Parkes provides practical guidance possibly gained from clinical experience. He advises finding a “homely area” where everyone can be comfortable. This can be a place where everyone can sit and not be disturbed. The decor should be the opposite of clinical if possible. He discusses giving as much information as the patient can cope with, and suggests “bite sized chunks” of information (Parkes & Markus 1998, p. 8). He suggests inviting questions from the patient and using this to guide how to prevent information. The difficulty in talking about dying is where the patient becomes distressed and anxious, they may not take in what has been said, and may not fully understand the diagnosis or terminal nature (Parkes & Markus 1998).
If the dying person has a “thinking” coping style then the doctor can begin to help him/her focus on the feelings involved and expressing them; and vice versa for the person with a “feelings” coping style where the focus might be on the problem solving (Parkes 1996b).
In Bereavement: Studies of grief in adult life (Parkes 1996a) discusses the tendency for the family to conceal the truth from the dying person. He is clear that the patient should be told of the terminal illness. According to Hinton (1967) (see Parkes 1996a), dying people tend to know and value the chance to talk about their terminal illness. There is some evidence that older people contemplate the end of their life and possibly want to talk to others about it. In a small study of 20 older residents in care homes in the UK, only 2 residents did not wish to discuss dying and death and neither objected to being asked (MacKinlay 2006). Further, Parkes sees giving bad news as a process. It is the beginning of an anxious and stressful period. The doctor should take the time and with empathy help the patient to adjust to the psychological transition of terminal illness (Parkes 1996a).
In Speaking of Dying (Heyse-Moore 2009) Heyse-Moore discusses how it is possible to move the focus from the patient to the family if they are included in this initial discussion. Also it is possible for hidden or concealed barriers between family members to come to light while breaking bad news. She also writes of bad news as the beginning of a process that becomes part of the dying person’s life. She advises being honest with the patient, including saying “I don’t know”. There is an emphasis on balancing giving information and supporting the patient with his/her feelings and reaction to the news. The point is also made that an older generation of patients can react passively as they are used to “doing as the doctor tells them”.
There has been some research in communicating with the dying that agrees with Parkes. In a study in USA involving 137 individuals in 20 focus groups of patients, family members and health care professionals, there were some common themes identified around effective communication. The best communicators were suggested as being honest and using understandable language. Qualities elicited were being willing to talk about dying; being sensitive in giving the news; listening to the patient; encouraging questioning; being sensitive to when patient will discuss dying (Wenrich et al. 2001).
Information is necessary to cope and adjust in life in general.

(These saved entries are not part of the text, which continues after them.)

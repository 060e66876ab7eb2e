pub mod config;
pub mod ingest;
pub mod manifest;
pub mod split;
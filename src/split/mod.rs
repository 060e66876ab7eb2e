pub mod order;

use anyhow::{Context, Result};
use std::{
    collections::BTreeMap,
    fs,
    path::Path,
};
use tracing::{info, instrument};

use crate::config::SplitConfig;
use crate::ingest;
use crate::manifest::{self, Manifest, MiniRefs, PartSummary};

/// Write one chunk CSV: the resolved header first, then `rows` in order.
/// Output is always UTF-8 and comma-delimited, regardless of what the
/// source looked like. Missing parent directories are created.
pub fn write_csv(path: &Path, header: &[String], rows: &[Vec<String>]) -> Result<()> {
    if let Some(parent) = path.parent() {
        if !parent.as_os_str().is_empty() {
            fs::create_dir_all(parent)
                .with_context(|| format!("creating {}", parent.display()))?;
        }
    }
    let mut writer =
        csv::Writer::from_path(path).with_context(|| format!("creating {}", path.display()))?;
    writer.write_record(header)?;
    for row in rows {
        writer.write_record(row)?;
    }
    writer.flush()?;
    info!(path = %path.display(), rows = rows.len(), "wrote csv");
    Ok(())
}

fn summarize(name: &str, chunk: &[Vec<String>]) -> PartSummary {
    match (chunk.first(), chunk.last()) {
        (Some(first), Some(last)) => PartSummary {
            file: name.to_string(),
            rows: chunk.len(),
            first_date: first.first().cloned(),
            first_draw: first.get(1).cloned(),
            last_date: last.first().cloned(),
            last_draw: last.get(1).cloned(),
        },
        _ => PartSummary::empty(name),
    }
}

/// Tail slices of the sorted data: `mini/latest_{k}.csv` holds the newest
/// `min(k, total)` rows.
fn write_minis(
    cfg: &SplitConfig,
    header: &[String],
    rows: &[Vec<String>],
) -> Result<Option<MiniRefs>> {
    if cfg.mini_sizes.is_empty() {
        return Ok(None);
    }
    let mut refs = BTreeMap::new();
    for &k in &cfg.mini_sizes {
        let tail = &rows[rows.len().saturating_sub(k)..];
        let rel = format!("mini/latest_{}.csv", k);
        write_csv(&cfg.out_dir.join(&rel), header, tail)?;
        refs.insert(format!("latest_{}", k), rel);
    }
    Ok(Some(refs))
}

/// Run the whole split: read, sort OLD→NEW, partition into `part_size`
/// chunks, emit chunk and mini files, and write `parts/index.json`.
/// Returns the manifest that was written.
///
/// Suffix 0 is the newest chunk; the oldest gets the highest suffix. With
/// `reserve_latest_empty`, suffix 0 stays a header-only placeholder and the
/// real chunks shift up by one.
#[instrument(level = "info", skip(cfg), fields(source = %cfg.source.display()))]
pub fn run(cfg: &SplitConfig) -> Result<Manifest> {
    let (header, mut rows) = ingest::read_rows(&cfg.source)?;
    let header = ingest::resolve_header(header);

    if rows.is_empty() {
        info!("empty source; writing placeholder chance0.csv and manifest");
        write_csv(&cfg.out_dir.join("chance0.csv"), &header, &[])?;
        let m = Manifest::new(
            vec!["chance0.csv".to_string()],
            header,
            vec![PartSummary::empty("chance0.csv")],
            None,
        );
        manifest::write(&cfg.out_dir, &m)?;
        return Ok(m);
    }

    order::sort_old_to_new(&mut rows)?;
    info!(total = rows.len(), "sorted OLD\u{2192}NEW");

    let chunks: Vec<&[Vec<String>]> = rows.chunks(cfg.part_size).collect();
    info!(
        parts = chunks.len(),
        part_size = cfg.part_size,
        "partitioned"
    );

    let shift = usize::from(cfg.reserve_latest_empty);
    let mut names = Vec::with_capacity(chunks.len() + shift);
    let mut parts = Vec::with_capacity(chunks.len() + shift);
    for (i, chunk) in chunks.iter().enumerate() {
        let name = format!("chance{}.csv", chunks.len() - 1 - i + shift);
        write_csv(&cfg.out_dir.join(&name), &header, chunk)?;
        parts.push(summarize(&name, chunk));
        names.push(name);
    }
    if cfg.reserve_latest_empty {
        write_csv(&cfg.out_dir.join("chance0.csv"), &header, &[])?;
        parts.push(PartSummary::empty("chance0.csv"));
        names.push("chance0.csv".to_string());
    }

    let mini = write_minis(cfg, &header, &rows)?;

    let m = Manifest::new(names, header, parts, mini);
    manifest::write(&cfg.out_dir, &m)?;
    Ok(m)
}
use anyhow::{Context, Result};
use chrono::NaiveDate;

/// Draw-identifier sort component. Integer ids order numerically and before
/// any non-integer id, which orders as text. Mixed ids in one dataset are an
/// accepted edge case, not an error.
#[derive(Debug, Clone, PartialEq, Eq, PartialOrd, Ord)]
pub enum DrawId {
    Num(i64),
    Text(String),
}

impl DrawId {
    pub fn parse(raw: &str) -> Self {
        match raw.parse::<i64>() {
            Ok(n) => DrawId::Num(n),
            Err(_) => DrawId::Text(raw.to_string()),
        }
    }
}

/// Sort key for one record: draw date, then draw id.
fn sort_key(row: &[String]) -> Result<(NaiveDate, DrawId)> {
    let date_str = row.first().map(String::as_str).unwrap_or_default();
    let date = NaiveDate::parse_from_str(date_str, "%d/%m/%Y")
        .with_context(|| format!("malformed draw date {:?}", date_str))?;
    let draw = DrawId::parse(row.get(1).map(String::as_str).unwrap_or_default());
    Ok((date, draw))
}

/// Stable sort OLD→NEW by (date, draw id). A row whose date field does not
/// parse as DD/MM/YYYY aborts the run.
pub fn sort_old_to_new(rows: &mut Vec<Vec<String>>) -> Result<()> {
    let mut keyed = Vec::with_capacity(rows.len());
    for row in rows.drain(..) {
        let key = sort_key(&row)?;
        keyed.push((key, row));
    }
    keyed.sort_by(|a, b| a.0.cmp(&b.0));
    rows.extend(keyed.into_iter().map(|(_, row)| row));
    Ok(())
}
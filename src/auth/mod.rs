use crate::state::AppState;
use axum::Router;

mod claims;
pub mod dto;
pub(crate) mod extractors;
pub mod handlers;
pub mod jwt;
pub mod password;
pub mod services;

pub fn router(state: AppState) -> Router<AppState> {
    Router::new().nest("/api/auth", handlers::auth_routes(state))
}
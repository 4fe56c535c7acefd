use std::net::SocketAddr;

use axum::{routing::get, Router};
use tower_http::{cors::CorsLayer, trace::TraceLayer};

use crate::auth;
use crate::state::AppState;

pub fn build_app(state: AppState) -> Router {
    Router::new()
        .merge(auth::router(state.clone()))
        .route("/health", get(|| async { "ok" }))
        .with_state(state)
        .layer(CorsLayer::permissive())
        .layer(
            TraceLayer::new_for_http()
                .make_span_with(|req: &axum::http::Request<_>| {
                    let method = req.method().clone();
                    let uri = req.uri().clone();
                    tracing::info_span!(
                        "http_request",
                        %method,
                        uri = %uri,
                        status = tracing::field::Empty
                    )
                })
                .on_response(
                    |res: &axum::http::Response<_>,
                     latency: std::time::Duration,
                     span: &tracing::Span| {
                        let status = res.status();
                        span.record("status", tracing::field::display(status));
                        let latency_ms = latency.as_millis() as u64;
                        if status.is_server_error() {
                            tracing::error!(%status, latency_ms, "response");
                        } else {
                            tracing::info!(%status, latency_ms, "response");
                        }
                    },
                ),
        )
}

pub async fn serve(app: Router, host: &str, port: u16) -> anyhow::Result<()> {
    let addr: SocketAddr = format!("{}:{}", host, port).parse()?;

    tracing::info!("listening on {}", addr);
    let listener = tokio::net::TcpListener::bind(addr).await?;
    axum::serve(
        listener,
        app.into_make_service_with_connect_info::<SocketAddr>(),
    )
    .await?;
    Ok(())
}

If the doctor fails to give correct information or even perhaps mislead the patient, this can cause confusion and distress as the patient may feel betrayed. The lie if told may not be consistent across teams and even silence can give information and be distressful to patients. This can undermine the trust implicit in modern health care (Parkes 1996b).
Parkes is speaking of the doctor as the professional who will break the bad news. This has probably been the sole duty and responsibility of the doctor in health care traditionally. Nurses and other professionals would face sanctions if they accidently gave information about the diagnosis. However, with the development of the multi disciplinary team; and professional roles for other health care workers it is possible for other members of the team including nurses to be involved in the meeting to discuss a terminal diagnosis (Heyse-Moore 2009).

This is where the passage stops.